The geopolitics of AI are so liquid and volatile right now that we have no idea what kind of vulnerabilities are or will be exposed. This is the one area that AI hype men struggle to pretend to know about, and for that reason, they avoid talking about it. But it’s common sense. If your economy runs on AI, and your enemy’s weapons also run on AI, you’ve got some really important issues to work on really fast.
I think people really want to believe in AI’s power to change the world partially because they also believed that about social media. Instead, we all ended up with no friends, addicted to the same 3-4 streaming shows, and frustrated that our 20s passed us by while we were scrolling. AI feels like a chance to rewrite our story. And I suspect Big Tech feels similarly…which is concerning.
I’m 37. My entire life, Big Tech has done one thing consistently: Used the word “inevitable” as a pretext to slowly causing me to own nothing and pay for the privilege. The religion of Silicon Valley is a hellfire and damnation altar call, and speaking for myself, I’m not gonna walk the aisle again. If AI destroys my life, it’ll be because for once, the people incapable of moral feeling got it right. So be it. But it won’t be because I get intimidated every 5 years by the voice coming from behind the curtain



I will say that you are uniquely in a very very human-centric profession: acquisitions editor, cultural commentator. You are uniquely rewarded for having good instincts and good taste. It is certainly true that your work would be the last kind of job affected by AI directly. But in law, design, customer service, HR, driving, some kinds of education, etc etc… it will be a very different story. It will not all be bad or all be good, but it will change everything.
You: "Have you seen what the latest models can do?” In most cases, the answer is no, I haven’t. ... Pointing out to me the power of the models when I say I don’t want to live in Big Tech’s kingdom is like showing me how sleek and efficient a Glock is when I lament violence."
Matt: "Part of the problem is that most people are using the free version of AI tools. The free version is over a year behind what paying users have access to. Judging AI based on free-tier ChatGPT is like evaluating the state of smartphones by using a flip phone."
You freely admit that you're writing from a position of voluntary ignorance, which is exactly what Matt Shumer warns against doing.

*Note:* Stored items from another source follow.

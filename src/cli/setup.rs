use crate::core::config::AppConfig;
use anyhow::{Context, Result};
use std::path::Path;

const EXAMPLE_CONFIG: &str = include_str!("../../docs/example_config.yaml");

/// Writes the example configuration to the default config location.
pub fn setup() -> Result<()> {
    let path = AppConfig::default_config_path()?;
    setup_at_path(path)
}

/// Writes the example configuration to `path`. Never overwrites an existing file.
pub fn setup_at_path<P: AsRef<Path>>(path: P) -> Result<()> {
    let path = path.as_ref();

    if path.exists() {
        anyhow::bail!("Configuration file already exists at {}", path.display());
    }

    if let Some(parent) = path.parent() {
        std::fs::create_dir_all(parent)
            .with_context(|| format!("Failed to create directory: {}", parent.display()))?;
    }

    std::fs::write(path, EXAMPLE_CONFIG)
        .with_context(|| format!("Failed to write config file to {}", path.display()))?;

    tracing::info!("Created default configuration at {}", path.display());
    println!("Created default configuration at {}", path.display());
    Ok(())
}

#[cfg(test)]
mod tests {
    use super::*;
    use crate::core::{BarInterval, Language};
    use std::fs;
    use tempfile::TempDir;

    #[test]
    fn test_setup_creates_config_file() -> Result<()> {
        let temp_dir = TempDir::new()?;
        let config_path = temp_dir.path().join("nested").join("config.yaml");

        setup_at_path(&config_path)?;

        assert!(config_path.exists());
        let content = fs::read_to_string(&config_path)?;
        assert!(content.contains("# Example configuration file for mktboard"));
        assert!(content.contains("providers:"));
        assert!(content.contains("usd_cny_rate:"));

        Ok(())
    }

    #[test]
    fn test_setup_fails_if_config_exists() -> Result<()> {
        let temp_dir = TempDir::new()?;
        let config_path = temp_dir.path().join("config.yaml");
        std::fs::write(&config_path, "test")?;

        let result = setup_at_path(&config_path);
        assert!(result.is_err());
        assert!(result.unwrap_err().to_string().contains("already exists"));
        assert_eq!(fs::read_to_string(&config_path)?, "test");

        Ok(())
    }

    #[test]
    fn test_example_config_is_valid_yaml() -> Result<()> {
        let config: AppConfig = serde_yaml::from_str(EXAMPLE_CONFIG)
            .context("Failed to parse example config as YAML")?;

        assert_eq!(config.language, Language::English);
        assert_eq!(config.page_size, 20);
        assert_eq!(config.chart.interval, BarInterval::OneMinute);
        assert_eq!(config.dashboard_base_url(), "http://localhost:3000");
        assert_eq!(config.dashboard_cache_ttl_secs(), 300);
        assert!(config.data_path.is_none());

        Ok(())
    }
}
use anyhow::{Context, Result, anyhow};
use async_trait::async_trait;
use chrono::{TimeZone, Utc};
use serde::Deserialize;
use std::sync::Arc;
use tracing::{debug, instrument};

use crate::core::cache::Cache;
use crate::core::session::{BarInterval, ChartSeries, PricePoint};
use crate::core::source::ChartProvider;
use crate::providers::util::{DEFAULT_RETRIES, DEFAULT_RETRY_DELAY_MS, send_with_retry};

/// Intraday bars from the Yahoo Finance chart API.
pub struct YahooChartProvider {
    base_url: String,
    range: String,
    cache: Arc<Cache<String, ChartSeries>>,
}

impl YahooChartProvider {
    pub fn new(base_url: &str, range: &str, cache: Arc<Cache<String, ChartSeries>>) -> Self {
        YahooChartProvider {
            base_url: base_url.to_string(),
            range: range.to_string(),
            cache,
        }
    }
}

#[derive(Deserialize, Debug)]
struct YahooChartResponse {
    chart: ChartResult,
}

#[derive(Deserialize, Debug)]
struct ChartResult {
    result: Option<Vec<ChartItem>>,
    error: Option<ChartError>,
}

#[derive(Deserialize, Debug)]
struct ChartError {
    description: Option<String>,
}

#[derive(Deserialize, Debug)]
struct Indicators {
    quote: Vec<Quote>,
}

#[derive(Deserialize, Debug)]
struct Quote {
    close: Option<Vec<Option<f64>>>,
}

#[derive(Deserialize, Debug)]
struct ChartItem {
    meta: ChartMeta,
    timestamp: Option<Vec<i64>>,
    indicators: Option<Indicators>,
}

#[derive(Deserialize, Debug)]
struct ChartMeta {
    currency: Option<String>,
    #[serde(alias = "shortName")]
    short_name: Option<String>,
    #[serde(alias = "previousClose")]
    previous_close: Option<f64>,
    #[serde(alias = "chartPreviousClose")]
    chart_previous_close: Option<f64>,
}

fn to_series(item: ChartItem) -> ChartSeries {
    let closes = item
        .indicators
        .and_then(|inds| inds.quote.into_iter().next())
        .and_then(|q| q.close)
        .unwrap_or_default();

    let points = item
        .timestamp
        .unwrap_or_default()
        .into_iter()
        .enumerate()
        .filter_map(|(i, ts)| {
            let timestamp = Utc.timestamp_opt(ts, 0).single()?;
            Some(PricePoint {
                timestamp,
                price: closes.get(i).copied().flatten(),
            })
        })
        .collect();

    ChartSeries {
        points,
        previous_close: item.meta.previous_close.or(item.meta.chart_previous_close),
        currency: item.meta.currency,
        short_name: item.meta.short_name,
    }
}

#[async_trait]
impl ChartProvider for YahooChartProvider {
    #[instrument(
        name = "YahooChartFetch",
        skip(self),
        fields(symbol = %symbol, interval = %interval)
    )]
    async fn fetch_intraday(&self, symbol: &str, interval: BarInterval) -> Result<ChartSeries> {
        let cache_key = format!("{symbol}:{interval}:{}", self.range);
        if let Some(cached) = self.cache.get(&cache_key).await {
            return Ok(cached);
        }

        let url = format!(
            "{}/v8/finance/chart/{}?interval={}&range={}",
            self.base_url, symbol, interval, self.range
        );
        debug!("Requesting chart data from {}", url);

        let client = reqwest::Client::builder().user_agent("mktboard/1.0").build()?;
        let response = send_with_retry(&client, &url, DEFAULT_RETRIES, DEFAULT_RETRY_DELAY_MS)
            .await
            .with_context(|| format!("Request error for symbol: {symbol} URL: {url}"))?;

        if !response.status().is_success() {
            return Err(anyhow!(
                "HTTP error: {} for symbol: {}",
                response.status(),
                symbol
            ));
        }

        let text = response.text().await?;
        let data: YahooChartResponse = serde_json::from_str(&text)
            .map_err(|e| anyhow!("Failed to parse chart response for {}: {}", symbol, e))?;

        if let Some(error) = data.chart.error {
            return Err(anyhow!(
                "Chart API error for {}: {}",
                symbol,
                error.description.unwrap_or_default()
            ));
        }

        let item = data
            .chart
            .result
            .and_then(|items| items.into_iter().next())
            .ok_or_else(|| anyhow!("No chart data found for symbol: {}", symbol))?;

        let series = to_series(item);
        debug!(points = series.points.len(), "Received chart series");

        self.cache.put(cache_key, series.clone()).await;
        Ok(series)
    }
}
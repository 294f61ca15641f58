rust_i18n::i18n!("locales");

pub mod cli;
pub mod core;
pub mod providers;
pub mod store;

use crate::cli::ListOptions;
use crate::core::cache::{Cache, Store};
use crate::core::config::AppConfig;
use crate::core::i18n::Language;
use crate::core::market::IndexKind;
use crate::core::session::{BarInterval, ChartSeries, SessionWindow};
use crate::providers::{CachingRecordSource, HttpRecordSource, YahooChartProvider};
use crate::store::KeyValueStore;
use anyhow::{Context, Result};
use std::sync::Arc;
use std::time::Duration;
use tracing::{debug, info};

const DATASET_COLLECTION: &str = "datasets";

/// Dashboard pages that can be rendered.
#[derive(Debug, Clone, PartialEq)]
pub enum AppCommand {
    Constituents { index: IndexKind, list: ListOptions },
    History { index: IndexKind, list: ListOptions },
    Quota { list: ListOptions },
    Etf { list: ListOptions },
    Chart { symbol: String, interval: Option<BarInterval> },
    Mag7 { interval: Option<BarInterval> },
}

/// Session policy for `interval`, honouring a configured floor override.
fn session_window(config: &AppConfig, interval: BarInterval) -> SessionWindow {
    let window = SessionWindow::for_interval(interval);
    match config.chart.min_session_samples {
        Some(floor) => window.with_floor(floor),
        None => window,
    }
}

fn chart_provider(config: &AppConfig) -> YahooChartProvider {
    let chart_cache = Arc::new(Cache::<String, ChartSeries>::new());
    YahooChartProvider::new(config.yahoo_base_url(), &config.chart.range, chart_cache)
}

/// Dashboard API client backed by the dataset cache in `store`.
fn record_source(
    config: &AppConfig,
    store: &KeyValueStore,
) -> Result<CachingRecordSource<HttpRecordSource>> {
    let collection = store
        .get_collection(DATASET_COLLECTION, true, true)
        .or_else(|| store.get_collection(DATASET_COLLECTION, false, true))
        .context("Could not open dataset cache")?;
    debug!(persistent = store.is_persistent(), "Dataset cache ready");

    let ttl = Some(Duration::from_secs(config.dashboard_cache_ttl_secs()));
    Ok(CachingRecordSource::new(
        HttpRecordSource::new(config.dashboard_base_url())?,
        collection,
        ttl,
    ))
}

pub async fn run_command(
    command: AppCommand,
    config_path: Option<&str>,
    language: Option<Language>,
) -> Result<()> {
    info!("mktboard starting...");

    let config = match config_path {
        Some(path) => AppConfig::load_from_path(path)?,
        None => AppConfig::load()?,
    };
    debug!("Loaded config: {config:#?}");

    let language = language.unwrap_or(config.language);
    let page_size = config.page_size;

    match command {
        AppCommand::Chart { symbol, interval } => {
            let interval = interval.unwrap_or(config.chart.interval);
            let window = session_window(&config, interval);
            cli::chart::run(&symbol, &chart_provider(&config), interval, window, language).await
        }
        AppCommand::Mag7 { interval } => {
            let interval = interval.unwrap_or(config.chart.interval);
            let window = session_window(&config, interval);
            cli::chart::run_mag7(&chart_provider(&config), interval, window, language).await
        }
        AppCommand::Constituents { index, list } => {
            let store = KeyValueStore::open(&config.default_data_path()?);
            let source = record_source(&config, &store)?;
            cli::constituents::run(index, &source, &list, page_size, language).await
        }
        AppCommand::History { index, list } => {
            let store = KeyValueStore::open(&config.default_data_path()?);
            let source = record_source(&config, &store)?;
            cli::history::run(index, &source, &list, page_size, language).await
        }
        AppCommand::Quota { list } => {
            let store = KeyValueStore::open(&config.default_data_path()?);
            let source = record_source(&config, &store)?;
            let usd_rate = config.quota.usd_cny_rate;
            cli::quota::run(&source, &list, page_size, usd_rate, language).await
        }
        AppCommand::Etf { list } => {
            let store = KeyValueStore::open(&config.default_data_path()?);
            let source = record_source(&config, &store)?;
            cli::etf::run(&source, &list, page_size, language).await
        }
    }
}
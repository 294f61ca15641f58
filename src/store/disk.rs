use crate::core::cache::KeyValueCollection;
use anyhow::Result;
use async_trait::async_trait;
use fjall::PartitionHandle;
use serde::{Deserialize, Serialize};
use std::time::{Duration, SystemTime};
use tracing::debug;

#[derive(Serialize, Deserialize)]
struct CacheEntry {
    value: Vec<u8>,
    expires_at: Option<SystemTime>,
}

/// Collection persisted in a fjall partition. Errors are logged and treated
/// as cache misses.
pub struct DiskCollection {
    partition: PartitionHandle,
}

impl DiskCollection {
    pub fn new(partition: PartitionHandle) -> Self {
        Self { partition }
    }

    fn read(&self, key: &[u8]) -> Result<Option<Vec<u8>>> {
        let Some(raw) = self.partition.get(key)? else {
            debug!("Cache MISS for key: {}", String::from_utf8_lossy(key));
            return Ok(None);
        };
        let entry: CacheEntry = serde_json::from_slice(&raw)?;
        if entry.expires_at.is_some_and(|expiry| SystemTime::now() >= expiry) {
            debug!("Cache entry expired for key: {}", String::from_utf8_lossy(key));
            self.partition.remove(key)?;
            return Ok(None);
        }
        debug!("Cache HIT for key: {}", String::from_utf8_lossy(key));
        Ok(Some(entry.value))
    }

    fn write(&self, key: &[u8], value: &[u8], ttl: Option<Duration>) -> Result<()> {
        let entry = CacheEntry {
            value: value.to_vec(),
            expires_at: ttl.map(|d| SystemTime::now() + d),
        };
        self.partition.insert(key, serde_json::to_vec(&entry)?)?;
        debug!("Cache PUT for key: {}", String::from_utf8_lossy(key));
        Ok(())
    }

    fn clear_all(&self) -> Result<()> {
        let keys = self.partition.keys().collect::<Result<Vec<_>, _>>()?;
        for key in keys {
            self.partition.remove(key)?;
        }
        Ok(())
    }
}

#[async_trait]
impl KeyValueCollection for DiskCollection {
    async fn get(&self, key: &[u8]) -> Option<Vec<u8>> {
        self.read(key).unwrap_or_else(|e| {
            debug!("DiskCollection get error: {}", e);
            None
        })
    }

    async fn put(&self, key: &[u8], value: &[u8], ttl: Option<Duration>) {
        if let Err(e) = self.write(key, value, ttl) {
            debug!("DiskCollection put error: {}", e);
        }
    }

    async fn remove(&self, key: &[u8]) {
        if let Err(e) = self.partition.remove(key) {
            debug!("DiskCollection remove error: {}", e);
        }
    }

    async fn clear(&self) {
        if let Err(e) = self.clear_all() {
            debug!("DiskCollection clear error: {}", e);
        }
    }
}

I don't want to live in Big Tech's kingdom either. But what you're doing here is like confidently declaring that the loud purring at the door is a dozen housecats and not a lion. If you can really live without ever opening the door, I guess it doesn't matter. But most of us can't. And we'd like to look through the peephole before we do. To unwrap the metaphor, what would "never opening the door" look like in the modern world? Think the Amish. Even the most countercultural among us aren't the Amish.